The amount surrendered by the Department of Health, which never has sufficient resources to meet all the demands on it, was significantly more at the end of last year than in previous years.
At the end of 2004 the amount surrendered was €70.9 million whereas in 2003 the amount sent back to Finance by the Department of Health was €26.2 million, in 2002 the amount returned was €30.6 million, in 2001 it was €1.2 million and in the year 2000 the amount returned was €5.7 million.
The €70.9 million surplus for 2004 includes money earmarked for certain purposes but which went unspent, budget savings and money collected in health levy contributions in excess of the amount originally earmarked for the Department of Health by the Department of Finance.
A spokesman for the Department of Health said the amount of health levy it received in excess of the amount earmarked for it by Finance must be surrendered to the exchequer under public financial procedures.
The total amount it surrendered in this way last year was €60.7 million.
The rest of the money sent back was made up of budget savings of some €1.8 million and €8.3 million which had been earmarked for costs associated with the Hepatitis C and HIV compensation tribunal and payments to the State claims agency for the clinical indemnity scheme but which went unspent.
Details of the amounts returned to the Department of Finance over the last number of years have been outlined by the Minister for Health Mary Harney in a written reply to a Dáil question.

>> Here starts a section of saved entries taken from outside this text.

use std::cmp::Ordering;
use std::fmt;

use num_bigint::BigUint;
use serde::{Deserialize, Serialize};
use sha1::{Digest, Sha1};

/// A point on the identifier ring.
///
/// An `Id` is an unsigned integer in `[0, 2^m)` for some bit width `m`.
/// Values are reduced modulo `2^m` by the [`IdSpace`] that produced them;
/// the `Id` itself carries no width so that ids from the same space compare
/// cheaply.
#[derive(Clone, PartialEq, Eq, PartialOrd, Ord, Hash, Serialize, Deserialize)]
pub struct Id(BigUint);

impl Id {
    /// Tests if self lies on the open arc `(a, b)`, walking clockwise.
    ///
    /// When `a == b` the arc covers the full ring except `a` itself.
    pub fn in_open(&self, a: &Id, b: &Id) -> bool {
        match a.cmp(b) {
            Ordering::Less => self > a && self < b,
            Ordering::Greater => self > a || self < b,
            Ordering::Equal => self != a,
        }
    }

    /// Tests if self lies on the half-open arc `(a, b]`, walking clockwise.
    ///
    /// When `a == b` the arc is the full ring, which makes the sole node of
    /// a one-node ring the owner of every key, its own id included.
    pub fn in_half_open(&self, a: &Id, b: &Id) -> bool {
        match a.cmp(b) {
            Ordering::Less => self > a && self <= b,
            Ordering::Greater => self > a || self <= b,
            Ordering::Equal => true,
        }
    }
}

impl fmt::Display for Id {
    fn fmt(&self, f: &mut fmt::Formatter<'_>) -> fmt::Result {
        write!(f, "{}", self.0)
    }
}

impl fmt::Debug for Id {
    fn fmt(&self, f: &mut fmt::Formatter<'_>) -> fmt::Result {
        write!(f, "{}", self.0)
    }
}

/// The identifier space: all ring arithmetic is modulo `2^bits`.
#[derive(Clone, Copy, Debug)]
pub struct IdSpace {
    bits: u32,
}

impl IdSpace {
    /// Creates the space of `bits`-wide identifiers.
    pub fn new(bits: u32) -> Self {
        IdSpace { bits }
    }

    /// The bit width `m` of this space.
    pub fn bits(&self) -> u32 {
        self.bits
    }

    fn modulus(&self) -> BigUint {
        BigUint::from(1u8) << self.bits
    }

    /// Hashes arbitrary bytes onto the ring: SHA-1, taken to `m` bits.
    pub fn hash(&self, bytes: &[u8]) -> Id {
        let mut hasher = Sha1::new();
        hasher.update(bytes);
        let digest = hasher.finalize();
        Id(BigUint::from_bytes_be(&digest) % self.modulus())
    }

    /// An explicit id, reduced into the space.
    pub fn id(&self, value: u64) -> Id {
        Id(BigUint::from(value) % self.modulus())
    }

    /// Reduces a foreign id into this space.
    pub fn reduce(&self, id: Id) -> Id {
        Id(id.0 % self.modulus())
    }

    /// The start of finger `index`: `(id + 2^index) mod 2^m`.
    pub fn finger_start(&self, id: &Id, index: u32) -> Id {
        Id((&id.0 + (BigUint::from(1u8) << index)) % self.modulus())
    }
}

#[cfg(test)]
mod tests {
    use super::*;

    fn space() -> IdSpace {
        IdSpace::new(8)
    }

    #[test]
    fn open_interval_plain_and_wrapping() {
        let s = space();
        assert!(s.id(50).in_open(&s.id(10), &s.id(60)));
        assert!(!s.id(10).in_open(&s.id(10), &s.id(60)));
        assert!(!s.id(60).in_open(&s.id(10), &s.id(60)));
        // wrapping arc (200, 60)
        assert!(s.id(250).in_open(&s.id(200), &s.id(60)));
        assert!(s.id(5).in_open(&s.id(200), &s.id(60)));
        assert!(!s.id(100).in_open(&s.id(200), &s.id(60)));
    }

    #[test]
    fn half_open_includes_upper_bound() {
        let s = space();
        assert!(s.id(60).in_half_open(&s.id(10), &s.id(60)));
        assert!(!s.id(10).in_half_open(&s.id(10), &s.id(60)));
        assert!(s.id(10).in_half_open(&s.id(200), &s.id(60)));
    }

    #[test]
    fn degenerate_interval_is_full_ring() {
        let s = space();
        let a = s.id(42);
        // (a, a] is everything, including a itself
        assert!(s.id(42).in_half_open(&a, &a));
        assert!(s.id(0).in_half_open(&a, &a));
        assert!(s.id(255).in_half_open(&a, &a));
        // (a, a) is everything but a
        assert!(!s.id(42).in_open(&a, &a));
        assert!(s.id(43).in_open(&a, &a));
    }

    #[test]
    fn hash_is_deterministic_and_in_range() {
        let s = space();
        let a = s.hash(b"127.0.0.1:4000");
        let b = s.hash(b"127.0.0.1:4000");
        assert_eq!(a, b);
        assert!(a <= s.id(255));
        assert_ne!(s.hash(b"x"), s.hash(b"y"));
    }

    #[test]
    fn finger_start_wraps() {
        let s = space();
        assert_eq!(s.finger_start(&s.id(10), 0), s.id(11));
        assert_eq!(s.finger_start(&s.id(10), 7), s.id(138));
        assert_eq!(s.finger_start(&s.id(200), 7), s.id(72));
    }
}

Labour's health spokeswoman Liz McManus said yesterday she was "a bit staggered" by the amount given back to the Department of Finance by the Department of Health last year.
"It seems a very sizeable amount particularly when you think of the facilities that are lying idle because they have not provided the money to open them. I think this kind of money should be allocated for this purpose," she said.

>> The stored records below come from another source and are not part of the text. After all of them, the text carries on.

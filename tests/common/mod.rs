use std::time::Duration;

use chord_ring::{Config, IdSpace, NodeHandle, UdpNode, UdpTransport};

/// Identifier space the scenario tests run in: small enough that node and
/// key positions are readable.
pub const BITS: u32 = 8;

pub fn space() -> IdSpace {
    IdSpace::new(BITS)
}

pub fn init() {
    let _ = tracing_subscriber::fmt()
        .with_test_writer()
        .with_env_filter("chord_ring=debug")
        .try_init();
}

/// Spawns a node with a fixed id on an OS-assigned port, with timers fast
/// enough that a handful of stabilize rounds fit in a short sleep.
pub async fn spawn(id: u64, bootstrap: Option<&str>) -> NodeHandle<UdpTransport> {
    let mut config = Config::new("127.0.0.1:0").with_id(space().id(id));
    config.bits = BITS;
    config.replicas = 3;
    config.stabilize_interval = Duration::from_millis(50);
    config.fix_fingers_interval = Duration::from_millis(25);
    config.check_predecessor_interval = Duration::from_millis(100);
    config.rpc_timeout = Duration::from_millis(250);
    config.bootstrap = bootstrap.map(str::to_string);
    UdpNode::new(config).start().await.expect("node should start")
}

pub async fn settle(ms: u64) {
    tokio::time::sleep(Duration::from_millis(ms)).await;
}

/// Brute-forces a key whose hash lands exactly on `target`.
pub fn key_hashing_to(target: u64) -> String {
    let space = space();
    let want = space.id(target);
    (0..200_000u64)
        .map(|i| format!("key-{i}"))
        .find(|key| space.hash(key.as_bytes()) == want)
        .expect("some key should hash to the target id")
}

"There is no reason that that money should be given back to Finance if it could be spent wisely in health. The amount returned last year would cover the entire cost of the Tánaiste's A&E plan. It could even go towards providing more medical cards.
"I find it staggering that the Department of Health cannot reallocated that money when there is such a variety of need there. It doesn't make sense to have it going back into the maw of the Department of Finance," she added.

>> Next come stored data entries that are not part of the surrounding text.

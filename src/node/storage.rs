use std::collections::HashSet;
use std::sync::Arc;

use tracing::{debug, warn};

use super::Shared;
use crate::error::Error;
use crate::id::Id;
use crate::message::{NodeRef, Refusal, Reply, Request};
use crate::store::{chunk_entries, Entry};
use crate::transport::Transport;

impl<T: Transport> Shared<T> {
    /// GET received. Owners answer from their stores; non-owners answer
    /// only if a replica slot has the key, so reads survive a just-failed
    /// owner whose range we are about to absorb.
    pub(super) fn handle_get(&self, key: &str) -> Reply {
        let state = self.state();
        let id = self.space.hash(key.as_bytes());
        if state.routing.owns(&id) {
            if !state.ready {
                return Reply::Refused {
                    why: Refusal::NotReady,
                };
            }
            return Reply::Value {
                value: state.store.get(key).map(str::to_string),
            };
        }
        match state.store.get(key) {
            Some(value) => Reply::Value {
                value: Some(value.to_string()),
            },
            None => Reply::Refused {
                why: Refusal::WrongOwner,
            },
        }
    }

    /// PUT received. The write is acknowledged once the primary map has
    /// it; replicas catch up asynchronously and, failing that, on the next
    /// stabilize round.
    pub(super) fn handle_put(self: Arc<Self>, key: String, value: String) -> Reply {
        let id = self.space.hash(key.as_bytes());
        {
            let mut state = self.state();
            if !state.routing.owns(&id) {
                return Reply::Refused {
                    why: Refusal::WrongOwner,
                };
            }
            if !state.ready {
                return Reply::Refused {
                    why: Refusal::NotReady,
                };
            }
            state.store.put_primary(key.clone(), value.clone());
        }
        tokio::spawn(async move { self.replicate_one(Entry { key, value }).await });
        Reply::Ack
    }

    /// REPLICATE received: copies land in the named replica slot.
    pub(super) fn handle_replicate(&self, slot: usize, reset: bool, entries: Vec<Entry>) -> Reply {
        self.state().store.store_replicas(slot, entries, reset);
        Reply::Ack
    }

    /// HANDOFF received: the sender is shedding keys we now own.
    pub(super) fn handle_handoff(
        &self,
        from: Id,
        to: Id,
        last: bool,
        entries: Vec<Entry>,
    ) -> Reply {
        debug!(%from, %to, n = entries.len(), "absorbing handoff");
        let mut state = self.state();
        state.store.absorb_primary(entries);
        if last {
            state.handoff_received = true;
            if !state.ready && state.rounds >= 1 {
                state.ready = true;
            }
        }
        Reply::Ack
    }

    /// The admin-surface write: route to the owner, retrying around stale
    /// or dead candidates a bounded number of times.
    pub(super) async fn admin_put(self: Arc<Self>, key: String, value: String) -> Result<(), Error> {
        let id = self.space.hash(key.as_bytes());
        let mut avoid = HashSet::new();
        let mut last = Error::Routing;
        for _ in 0..=self.config.replicas {
            let owner = self.find_successor_avoiding(&id, avoid.clone()).await?;
            if owner.id == self.local.id {
                return match self.handle_put(key, value) {
                    Reply::Ack => Ok(()),
                    Reply::Refused {
                        why: Refusal::NotReady,
                    } => Err(Error::NotReady),
                    _ => Err(Error::Routing),
                };
            }
            let request = Request::Put {
                key: key.clone(),
                value: value.clone(),
            };
            match self.transport.call(&owner.endpoint, request).await {
                Ok(Reply::Ack) => {
                    self.state().routing.record_success(&owner.id);
                    return Ok(());
                }
                Ok(Reply::Refused {
                    why: Refusal::NotReady,
                }) => return Err(Error::NotReady),
                Ok(_) => {
                    // stale route; look again without this candidate
                    last = Error::Routing;
                    avoid.insert(owner.id);
                }
                Err(_) => {
                    last = Error::Timeout;
                    self.state().routing.record_failure(&owner.id);
                    avoid.insert(owner.id);
                }
            }
        }
        Err(last)
    }

    /// The admin-surface read. `Ok(None)` is an authoritative miss from
    /// the owner; when neither the owner nor any replica holder responds
    /// the result degrades to `NotFound`.
    pub(super) async fn admin_get(&self, key: &str) -> Result<Option<String>, Error> {
        let id = self.space.hash(key.as_bytes());
        let mut avoid = HashSet::new();
        let mut rpc_failed = false;
        for _ in 0..=self.config.replicas {
            let owner = match self.find_successor_avoiding(&id, avoid.clone()).await {
                Ok(owner) => owner,
                Err(e) => return Err(if rpc_failed { Error::NotFound } else { e }),
            };
            if owner.id == self.local.id {
                return match self.handle_get(key) {
                    Reply::Value { value } => Ok(value),
                    Reply::Refused {
                        why: Refusal::NotReady,
                    } => Err(Error::NotReady),
                    _ => Err(Error::Routing),
                };
            }
            let request = Request::Get {
                key: key.to_string(),
            };
            match self.transport.call(&owner.endpoint, request).await {
                Ok(Reply::Value { value }) => {
                    self.state().routing.record_success(&owner.id);
                    return Ok(value);
                }
                Ok(Reply::Refused {
                    why: Refusal::NotReady,
                }) => return Err(Error::NotReady),
                Ok(_) => {
                    avoid.insert(owner.id);
                }
                Err(_) => {
                    rpc_failed = true;
                    self.state().routing.record_failure(&owner.id);
                    avoid.insert(owner.id);
                }
            }
        }
        Err(if rpc_failed {
            Error::NotFound
        } else {
            Error::Routing
        })
    }

    /// Pushes one fresh write to every replica holder. Failures mark the
    /// slot dirty so stabilize re-pushes the full state.
    pub(super) async fn replicate_one(&self, entry: Entry) {
        let successors = self.state().routing.successors().to_vec();
        for slot in 0..self.config.replicas {
            let Some(node) = successors.get(slot) else {
                break;
            };
            if node.id == self.local.id {
                continue;
            }
            if !self.replicate_to(node, slot, vec![entry.clone()], false).await {
                let mut state = self.state();
                state.dirty[slot] = true;
                state.routing.record_failure(&node.id);
            }
        }
    }

    /// Full-state pushes to every successor whose slot is new or dirty.
    /// Called from stabilize, after predecessor failure, and after the
    /// successor list changes.
    pub(super) async fn push_replicas(&self) {
        let (targets, entries) = {
            let state = self.state();
            let successors = state.routing.successors().to_vec();
            let mut targets = Vec::new();
            for slot in 0..self.config.replicas {
                if let Some(node) = successors.get(slot) {
                    if node.id == self.local.id {
                        continue;
                    }
                    if state.pushed[slot].as_ref() != Some(&node.id) || state.dirty[slot] {
                        targets.push((slot, node.clone()));
                    }
                }
            }
            if targets.is_empty() {
                return;
            }
            (targets, state.store.primary_entries())
        };

        for (slot, node) in targets {
            let pushed = self.replicate_to(&node, slot, entries.clone(), true).await;
            let mut state = self.state();
            if pushed {
                state.pushed[slot] = Some(node.id.clone());
                state.dirty[slot] = false;
                state.routing.record_success(&node.id);
            } else {
                state.pushed[slot] = None;
                state.dirty[slot] = true;
                state.routing.record_failure(&node.id);
            }
        }
    }

    /// Ships `entries` into the peer's replica slot `slot`, chunked under
    /// the MTU. A full push resets the slot with its first chunk so stale
    /// replicas disappear.
    async fn replicate_to(&self, node: &NodeRef, slot: usize, entries: Vec<Entry>, full: bool) -> bool {
        let chunks = if entries.is_empty() {
            vec![Vec::new()]
        } else {
            chunk_entries(entries, self.config.mtu)
        };
        let mut reset = full;
        for chunk in chunks {
            let request = Request::Replicate {
                slot,
                reset,
                entries: chunk,
            };
            match self.transport.call(&node.endpoint, request).await {
                Ok(Reply::Ack) => reset = false,
                Ok(_) | Err(_) => return false,
            }
        }
        true
    }

    /// Ships a handoff batch, chunked under the MTU, `last` closing it.
    pub(super) async fn send_handoff(
        &self,
        target: &NodeRef,
        from: &Id,
        to: &Id,
        entries: Vec<Entry>,
    ) -> bool {
        let mut chunks = chunk_entries(entries, self.config.mtu);
        if chunks.is_empty() {
            chunks.push(Vec::new());
        }
        let total = chunks.len();
        for (index, chunk) in chunks.into_iter().enumerate() {
            let request = Request::Handoff {
                from: from.clone(),
                to: to.clone(),
                last: index + 1 == total,
                entries: chunk,
            };
            match self.transport.call(&target.endpoint, request).await {
                Ok(Reply::Ack) => {}
                Ok(_) | Err(_) => return false,
            }
        }
        true
    }

    /// Hands `batch` to a new predecessor. The keys stay readable here
    /// until the ack lands, then anything we no longer own is dropped.
    pub(super) async fn handoff_to(&self, target: NodeRef, batch: Vec<Entry>) {
        debug!(target = ?target, n = batch.len(), "handing off out-of-range keys");
        let delivered = self
            .send_handoff(&target, &self.local.id, &target.id, batch.clone())
            .await;
        let mut state = self.state();
        if delivered {
            state.routing.record_success(&target.id);
            if let Some(pred) = state.routing.predecessor.clone() {
                state.store.remove_unless_owned(&batch, &pred.id, &self.local.id);
            }
        } else {
            warn!(target = ?target, "handoff failed; retrying next stabilize round");
            state.routing.record_failure(&target.id);
        }
    }

    /// Retries any handoff the notify-time push did not finish: owned
    /// entries outside `(predecessor, self]` belong to the predecessor.
    pub(super) async fn retry_pending_handoff(&self) {
        let pending = {
            let state = self.state();
            match &state.routing.predecessor {
                Some(pred) if pred.id != self.local.id => {
                    let batch = state.store.entries_outside(&pred.id, &self.local.id);
                    if batch.is_empty() {
                        None
                    } else {
                        Some((pred.clone(), batch))
                    }
                }
                _ => None,
            }
        };
        if let Some((target, batch)) = pending {
            self.handoff_to(target, batch).await;
        }
    }
}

Fine Gael's health spokesman Dr Liam Twomey also said he believed surplus money accumulated in the Department of Health in any given year should not be handed over to the Department of Finance.
He said it should be held as a contingency fund for the health services so that when money ran short during the year cutbacks could be avoided.
The money might also have been used for extra beds or equipment in community facilities, he said.